Data supplied Start Marker

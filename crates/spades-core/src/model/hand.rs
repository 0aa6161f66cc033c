use crate::model::card::Card;
use crate::model::player::SortPreference;
use crate::model::suit::Suit;
use std::vec::Vec;

#[derive(Debug, Clone, Default)]
pub struct Hand {
    cards: Vec<Card>,
}

impl Hand {
    pub fn new() -> Self {
        Self { cards: Vec::new() }
    }

    pub fn with_cards(cards: Vec<Card>) -> Self {
        let mut hand = Self { cards };
        hand.sort_with(&SortPreference::default());
        hand
    }

    pub fn add(&mut self, card: Card) {
        self.cards.push(card);
    }

    pub fn remove(&mut self, card: Card) -> bool {
        if let Some(index) = self.cards.iter().position(|&c| c == card) {
            self.cards.remove(index);
            true
        } else {
            false
        }
    }

    pub fn contains(&self, card: Card) -> bool {
        self.cards.contains(&card)
    }

    pub fn has_suit(&self, suit: Suit) -> bool {
        self.cards.iter().any(|card| card.suit == suit)
    }

    pub fn count_suit(&self, suit: Suit) -> usize {
        self.cards.iter().filter(|card| card.suit == suit).count()
    }

    pub fn all_spades(&self) -> bool {
        self.cards.iter().all(|card| card.is_spade())
    }

    pub fn len(&self) -> usize {
        self.cards.len()
    }

    pub fn is_empty(&self) -> bool {
        self.cards.is_empty()
    }

    pub fn iter(&self) -> impl Iterator<Item = &Card> {
        self.cards.iter()
    }

    pub fn cards(&self) -> &[Card] {
        &self.cards
    }

    /// Display ordering only; gameplay never depends on hand order.
    pub fn sort_with(&mut self, preference: &SortPreference) {
        let ascending = preference.rank_ascending;
        self.cards.sort_by(|a, b| {
            let by_suit = preference
                .suit_position(a.suit)
                .cmp(&preference.suit_position(b.suit));
            let by_rank = if ascending {
                a.strength().cmp(&b.strength())
            } else {
                b.strength().cmp(&a.strength())
            };
            by_suit.then(by_rank)
        });
    }
}
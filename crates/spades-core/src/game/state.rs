use crate::game::view::{PlayerView, PublicPlayer, RoundSummary, TeamRoundLine, TrickCardView};
use crate::model::card::Card;
use crate::model::deck::Deck;
use crate::model::hand::Hand;
use crate::model::mode::{ModeConfig, mode_for};
use crate::model::player::{SeatedPlayer, SortPreference};
use crate::model::score::{PlayerRound, TeamRoundInput, check_winner, score_team_round};
use crate::model::settings::GameSettings;
use crate::model::team::{TeamLookup, team_key};
use crate::model::trick::{PlayViolation, Trick, TrickError, validate_play};
use rand::SeedableRng;
use rand::rngs::StdRng;
use std::collections::{BTreeMap, HashMap, HashSet};
use std::fmt;

#[derive(Debug, Clone, Copy, PartialEq, Eq)]
pub enum GamePhase {
    Bidding,
    Playing,
    Scoring,
    GameOver,
}

impl fmt::Display for GamePhase {
    fn fmt(&self, f: &mut fmt::Formatter<'_>) -> fmt::Result {
        let label = match self {
            GamePhase::Bidding => "bidding",
            GamePhase::Playing => "playing",
            GamePhase::Scoring => "scoring",
            GamePhase::GameOver => "gameOver",
        };
        f.write_str(label)
    }
}

/// Rejections returned to the offending caller; the game state is left
/// unchanged by every error path.
#[derive(Debug, Clone, PartialEq, Eq)]
pub enum GameError {
    NotBiddingPhase,
    NotPlayingPhase,
    UnknownPlayer(String),
    DuplicatePlayerId(String),
    OutOfTurn { expected: String, actual: String },
    BidOutOfRange(u8),
    BlindNilDisabled,
    BlindNilRequiresNil,
    CardNotInHand(Card),
    IllegalPlay(PlayViolation),
    Trick(TrickError),
}
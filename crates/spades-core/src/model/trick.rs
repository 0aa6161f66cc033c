use crate::model::card::Card;
use crate::model::hand::Hand;
use crate::model::suit::Suit;
use std::fmt;

#[derive(Debug, Clone)]
pub struct Trick {
    leader: usize,
    size: usize,
    plays: Vec<Play>,
}

#[derive(Debug, Clone, Copy, PartialEq, Eq)]
pub struct Play {
    pub seat: usize,
    pub card: Card,
}

#[derive(Debug, Clone, PartialEq, Eq)]
pub enum TrickError {
    TrickComplete,
    OutOfTurn { expected: usize, actual: usize },
    AlreadyPlayed(usize),
}

impl fmt::Display for TrickError {
    fn fmt(&self, f: &mut fmt::Formatter<'_>) -> fmt::Result {
        match self {
            TrickError::TrickComplete => write!(f, "trick already complete"),
            TrickError::OutOfTurn { expected, actual } => {
                write!(f, "expected seat {expected} to play next but got seat {actual}")
            }
            TrickError::AlreadyPlayed(seat) => {
                write!(f, "seat {seat} has already played this trick")
            }
        }
    }
}

impl std::error::Error for TrickError {}

/// Rule violations detected before a card enters the trick.
#[derive(Debug, Clone, Copy, PartialEq, Eq)]
pub enum PlayViolation {
    SpadesNotBroken,
    MustFollowSuit(Suit),
}

impl fmt::Display for PlayViolation {
    fn fmt(&self, f: &mut fmt::Formatter<'_>) -> fmt::Result {
        match self {
            PlayViolation::SpadesNotBroken => {
                write!(f, "cannot lead spades before they are broken")
            }
            PlayViolation::MustFollowSuit(suit) => write!(f, "must follow suit {suit}"),
        }
    }
}

impl std::error::Error for PlayViolation {}

/// Checks follow-suit and spade-breaking legality for a candidate play.
pub fn validate_play(
    card: Card,
    hand: &Hand,
    trick: &Trick,
    spades_broken: bool,
) -> Result<(), PlayViolation> {
    match trick.lead_suit() {
        None => {
            if card.is_spade() && !spades_broken && !hand.all_spades() {
                return Err(PlayViolation::SpadesNotBroken);
            }
            Ok(())
        }
        Some(lead) => {
            if card.suit != lead && hand.has_suit(lead) {
                return Err(PlayViolation::MustFollowSuit(lead));
            }
            Ok(())
        }
    }
}

impl Trick {
    pub fn new(leader: usize, size: usize) -> Self {
        Self {
            leader,
            size,
            plays: Vec::with_capacity(size),
        }
    }

    pub fn leader(&self) -> usize {
        self.leader
    }

    pub fn size(&self) -> usize {
        self.size
    }

    pub fn plays(&self) -> &[Play] {
        &self.plays
    }

    pub fn is_empty(&self) -> bool {
        self.plays.is_empty()
    }

    pub fn is_complete(&self) -> bool {
        self.plays.len() == self.size
    }

    pub fn lead_suit(&self) -> Option<Suit> {
        self.plays.first().map(|play| play.card.suit)
    }

    pub fn contains_spade(&self) -> bool {
        self.plays.iter().any(|play| play.card.is_spade())
    }

    pub fn play(&mut self, seat: usize, card: Card) -> Result<(), TrickError> {
        if self.is_complete() {
            return Err(TrickError::TrickComplete);
        }

        if self.plays.iter().any(|play| play.seat == seat) {
            return Err(TrickError::AlreadyPlayed(seat));
        }

        let expected = self.expected_seat();
        if expected != seat {
            return Err(TrickError::OutOfTurn {
                expected,
                actual: seat,
            });
        }

        self.plays.push(Play { seat, card });
        Ok(())
    }

    /// The play currently taking the trick, valid mid-trick as well. Any
    /// spade beats every non-spade; otherwise the highest card of the led
    /// suit wins. Off-suit non-spades can never win.
    pub fn winning_play(&self) -> Option<&Play> {
        let lead = self.lead_suit()?;
        let best_spade = self
            .plays
            .iter()
            .filter(|play| play.card.is_spade())
            .max_by_key(|play| play.card.strength());
        if let Some(play) = best_spade {
            return Some(play);
        }
        self.plays
            .iter()
            .filter(|play| play.card.suit == lead)
            .max_by_key(|play| play.card.strength())
    }

    pub fn winner(&self) -> Option<usize> {
        if !self.is_complete() {
            return None;
        }
        self.winning_play().map(|play| play.seat)
    }

    fn expected_seat(&self) -> usize {
        self.plays
            .last()
            .map(|play| (play.seat + 1) % self.size)
            .unwrap_or(self.leader)
    }
}
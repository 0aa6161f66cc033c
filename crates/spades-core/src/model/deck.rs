use crate::model::card::Card;
use crate::model::mode::ModeConfig;
use crate::model::rank::Rank;
use crate::model::suit::Suit;
use rand::SeedableRng;
use rand::rngs::StdRng;
use rand::seq::SliceRandom;

#[derive(Debug, Clone)]
pub struct Deck {
    cards: Vec<Card>,
}

impl Deck {
    /// Builds the mode deck: standard 52 minus removed cards plus megas.
    pub fn for_mode(mode: &ModeConfig) -> Self {
        let mut cards = Vec::with_capacity(mode.total_cards());
        for suit in Suit::ALL.iter().copied() {
            for rank in Rank::ORDERED.iter().copied() {
                let card = Card::new(rank, suit);
                if !mode.removed_cards.contains(&card) {
                    cards.push(card);
                }
            }
        }
        cards.extend(mode.mega_cards.iter().copied());
        Self { cards }
    }

    pub fn shuffled<R: rand::Rng + ?Sized>(mode: &ModeConfig, rng: &mut R) -> Self {
        let mut deck = Self::for_mode(mode);
        deck.shuffle_in_place(rng);
        deck
    }

    pub fn shuffled_with_seed(mode: &ModeConfig, seed: u64) -> Self {
        let mut rng = StdRng::seed_from_u64(seed);
        Self::shuffled(mode, &mut rng)
    }

    pub fn shuffle_in_place<R: rand::Rng + ?Sized>(&mut self, rng: &mut R) {
        self.cards.shuffle(rng);
    }

    pub fn cards(&self) -> &[Card] {
        &self.cards
    }

    /// Round-robin distribution into `player_count` equal hands.
    pub fn deal(&self, player_count: usize) -> Vec<Vec<Card>> {
        assert_eq!(
            self.cards.len() % player_count,
            0,
            "deck of {} cards cannot be dealt evenly to {player_count} players",
            self.cards.len()
        );
        let mut hands = vec![Vec::with_capacity(self.cards.len() / player_count); player_count];
        for (index, card) in self.cards.iter().enumerate() {
            hands[index % player_count].push(*card);
        }
        hands
    }
}

#[cfg(test)]
mod tests {
    use super::Deck;
    use crate::model::mode::mode_for;
    use std::collections::HashSet;

    #[test]
    fn every_mode_deck_matches_its_total() {
        for players in 3..=8 {
            let mode = mode_for(players);
            let deck = Deck::for_mode(mode);
            assert_eq!(deck.cards().len(), mode.total_cards());
        }
    }

    #[test]
    fn mode_decks_have_no_duplicate_cards() {
        for players in 3..=8 {
            let deck = Deck::for_mode(mode_for(players));
            let unique: HashSet<_> = deck.cards().iter().copied().collect();
            assert_eq!(unique.len(), deck.cards().len(), "{players} players");
        }
    }

    #[test]
    fn deal_produces_equal_hands_without_duplicates() {
        for players in 3..=8 {
            let mode = mode_for(players);
            let deck = Deck::shuffled_with_seed(mode, 7);
            let hands = deck.deal(players);
            assert_eq!(hands.len(), players);
            let mut seen = HashSet::new();
            for hand in &hands {
                assert_eq!(hand.len(), mode.cards_per_player);
                for card in hand {
                    assert!(seen.insert(*card), "duplicate {card} dealt");
                }
            }
        }
    }

    #[test]
    fn shuffle_with_seed_is_deterministic() {
        let mode = mode_for(4);
        let deck_a = Deck::shuffled_with_seed(mode, 42);
        let deck_b = Deck::shuffled_with_seed(mode, 42);
        assert_eq!(deck_a.cards(), deck_b.cards());
    }

    #[test]
    fn shuffle_with_different_seeds_differs() {
        let mode = mode_for(4);
        let deck_a = Deck::shuffled_with_seed(mode, 1);
        let deck_b = Deck::shuffled_with_seed(mode, 2);
        assert_ne!(deck_a.cards(), deck_b.cards());
    }
}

Data supplied End Marker

▶ [Aim of the exercise] Your task is to return each line of the data above that contains the string "state".

▶ [Written response]
filename crates/spades-core/src/game/state.rs
/// Rejections returned to the offending caller; the game state is left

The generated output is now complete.